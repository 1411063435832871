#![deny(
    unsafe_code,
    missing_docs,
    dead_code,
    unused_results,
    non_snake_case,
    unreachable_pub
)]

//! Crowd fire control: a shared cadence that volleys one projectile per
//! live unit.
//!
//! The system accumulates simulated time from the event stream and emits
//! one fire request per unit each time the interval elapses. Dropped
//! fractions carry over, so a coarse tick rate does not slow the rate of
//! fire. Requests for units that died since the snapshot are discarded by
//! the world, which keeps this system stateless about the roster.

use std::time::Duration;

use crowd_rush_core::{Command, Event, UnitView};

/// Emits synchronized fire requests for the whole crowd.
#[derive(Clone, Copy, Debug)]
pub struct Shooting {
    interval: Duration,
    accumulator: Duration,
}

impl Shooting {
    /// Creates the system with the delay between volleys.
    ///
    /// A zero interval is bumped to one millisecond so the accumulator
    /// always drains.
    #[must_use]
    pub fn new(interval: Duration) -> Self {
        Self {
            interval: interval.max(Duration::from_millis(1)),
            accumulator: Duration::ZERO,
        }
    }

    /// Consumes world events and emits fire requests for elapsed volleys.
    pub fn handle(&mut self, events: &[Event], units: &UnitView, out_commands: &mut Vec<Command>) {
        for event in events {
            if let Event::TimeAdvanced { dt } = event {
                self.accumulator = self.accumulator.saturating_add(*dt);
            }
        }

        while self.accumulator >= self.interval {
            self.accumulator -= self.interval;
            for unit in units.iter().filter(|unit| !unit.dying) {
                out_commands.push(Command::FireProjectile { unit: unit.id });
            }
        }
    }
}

§

Which lines in the listing above include the string "accumulator"? Copy each of them.

* _Written response_:
    accumulator: Duration,
    /// A zero interval is bumped to one millisecond so the accumulator
            accumulator: Duration::ZERO,
                self.accumulator = self.accumulator.saturating_add(*dt);
        while self.accumulator >= self.interval {
            self.accumulator -= self.interval;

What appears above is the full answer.